“So come back Woody Guthrie
Come back to us now
Tear your eyes from paradise
And rise again somehow
If you run into Jesus
Maybe he can help us out
Come back Woody Guthrie to us now
So come back, Emma Goldman
Rise up, old Joe Hill
The barracades are goin' up
They cannot break our will
Come back to us, Malcolm X
And Martin Luther King
We're marching into Selma
As the bells of freedom ring”
Steve Earle, Christmas in Washington.
In a world where music could be easily classified into a small number of genres Steve Earle would be labeled a “country” artist. But in our musical landscape, country means Nashville, and Nashville means knee-jerk patriotism, nominal Christian religiosity, and utter vapidity.
Alt-country star Steve wrote the above song in 1996, on the night he held his nose and voted for Bill Clinton (Earle claims his politics are “slightly to the left of Mao”). I suspect that Earle, like many of us, now think of Clinton as “the good ‘ole days”.
But the point of this post is to argue that Steve’s prayer has been answered. A few months back, I was fortunate enough to see this guy in concert.
Ryan Bingham is most famous for his Academy award winning song “The Weary Kind”, which was the feature song in the film “Crazy Heart”. In fact, “The Weary Kind” is a major part of the story in Crazy Heart --- it’s the song Nashville wash-up Bad Blake comes up with as the ultimate, career reviving country song. Suffice it to say, Bingham will be joining Steve Earle and the Dixie Chicks on the official Nashville shit-list for committing the crime of actually having something to say.
When I saw Ryan play, it was after the 2010 mid-terms, but before “Scott Walker” became a household name – before the average American included “the war on the middle class” in their lexicon. But I knew the our country was going down-hill, and fast.
I didn’t know much about Ryan when I saw him. Just that he had a lot of buzz, and academy award winning song. I was blown away by this young guy --- young enough to be my son, biologically speaking anyway --- and his absolutely subversive lyrics. Here – in an audience full of white guys in flannel shirts – was the most radical music I’d heard in years. And not only was the music political in the abstract sense, but it spoke to issues that hit close to home for many of us.
The acoustics were shitty, but a few lines made it through to my ears.
“I’ve been workin’ in the goddam sun for a goddam dollar a day” (A song about modern-day bootlegging, growing “a marijuana money tree”)
”Man came to shake my hand, and rob me of my farm. I shot him dead and I hung my head, and drove off in his car” (At least he didn’t shoot a man in Reno, just to see him die).
There’s no time for propaganda, or media filled with hate, no time for scripted messages that slither around like snakes…Yesterday is gone, so that a new day can begin, and it seem there’s been a change in direction of the wind”. (This one is particularly relevant – he sang it at the WI rally – watch it here http://bit.ly/...).
Unlike Steve Earle, Bingham keeps his speechifying to a minimum. A few lines here and there to explain the context of the song, but no sermons. Great hymns doesn’t need a sermons.
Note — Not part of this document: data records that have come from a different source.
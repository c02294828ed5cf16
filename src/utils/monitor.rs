#[cfg(feature = "cli")]
use std::sync::{Arc, Mutex};
#[cfg(feature = "cli")]
use std::time::{Duration, Instant};
#[cfg(feature = "cli")]
use sysinfo::{Pid, System};

#[cfg(feature = "cli")]
#[derive(Debug, Clone)]
pub struct ProcessStats {
    pub cpu_usage: f32,
    pub memory_usage_mb: u64,
    pub peak_memory_mb: u64,
    pub uptime: Duration,
}

/// 主控程式的行程監控，所有服務跑在同一個行程內
#[cfg(feature = "cli")]
pub struct ProcessMonitor {
    system: Arc<Mutex<System>>,
    pid: Option<Pid>,
    start_time: Instant,
    peak_memory: Arc<Mutex<u64>>,
    enabled: bool,
}

#[cfg(feature = "cli")]
impl ProcessMonitor {
    pub fn new(enabled: bool) -> Self {
        let pid = sysinfo::get_current_pid().ok();
        if enabled && pid.is_none() {
            tracing::warn!("Unable to resolve current PID, process monitoring disabled");
        }

        Self {
            system: Arc::new(Mutex::new(System::new_all())),
            pid,
            start_time: Instant::now(),
            peak_memory: Arc::new(Mutex::new(0)),
            enabled: enabled && pid.is_some(),
        }
    }

    pub fn stats(&self) -> Option<ProcessStats> {
        if !self.enabled {
            return None;
        }
        let pid = self.pid?;

        let mut system = self.system.lock().ok()?;
        system.refresh_all();
        let process = system.process(pid)?;
        let memory_mb = process.memory() / 1024 / 1024;

        let mut peak = self.peak_memory.lock().ok()?;
        *peak = (*peak).max(memory_mb);

        Some(ProcessStats {
            cpu_usage: process.cpu_usage(),
            memory_usage_mb: memory_mb,
            peak_memory_mb: *peak,
            uptime: self.start_time.elapsed(),
        })
    }

    pub fn log_stats(&self, phase: &str) {
        if let Some(stats) = self.stats() {
            tracing::info!(
                "📊 {} - CPU: {:.1}%, Memory: {}MB, Peak: {}MB, Uptime: {:?}",
                phase,
                stats.cpu_usage,
                stats.memory_usage_mb,
                stats.peak_memory_mb,
                stats.uptime
            );
        }
    }

    /// 每隔 `interval` 記錄一次，直到 shutdown 訊號觸發
    pub async fn run_periodic(
        &self,
        interval: Duration,
        mut shutdown: tokio::sync::watch::Receiver<bool>,
    ) {
        if !self.enabled {
            return;
        }
        let mut ticker = tokio::time::interval(interval);
        ticker.tick().await;
        loop {
            tokio::select! {
                _ = ticker.tick() => self.log_stats("Running"),
                _ = shutdown.changed() => break,
            }
        }
    }

    pub fn is_enabled(&self) -> bool {
        self.enabled
    }
}

#[cfg(feature = "cli")]
impl Default for ProcessMonitor {
    fn default() -> Self {
        Self::new(false)
    }
}

// 非 CLI 建置時的空實作
#[cfg(not(feature = "cli"))]
pub struct ProcessMonitor;

#[cfg(not(feature = "cli"))]
impl ProcessMonitor {
    pub fn new(_enabled: bool) -> Self {
        Self
    }

    pub fn log_stats(&self, _phase: &str) {}

    pub async fn run_periodic(
        &self,
        _interval: std::time::Duration,
        _shutdown: tokio::sync::watch::Receiver<bool>,
    ) {
    }

    pub fn is_enabled(&self) -> bool {
        false
    }
}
Now, if you haven’t been through the whole video of Ryan in Wisconsin, make sure you watch 1:04 to the end. Bingham is singing that ultimate American subversive song. The one that was subversive enough to be subject to Mcarthyite censorship, yet patriotic enough – in the best sense – to be sung by church choirs and school children. Bingham adds the long-awaited 8th verse – the most subversive of all. The one that speaks to all of us who work for a living. The one about our time:
"I just wont stand for greed and evil
takin our unions from our people
Take our dimes Take our dollars
Try and take our unions
Their gonna hear us holler"
Greed and evil --- Bingham tells it like it is. . Like Curtis Mayfield, Johnny Cash, and Bruce Springsteen, he has the potential to get even the most callous TeaPartier singing along. At least until they figure out what this guy is actually saying. Maybe he’ll change a few minds along the way, but if not, he’s at least contributed to the soundtrack for the next great progressive movement.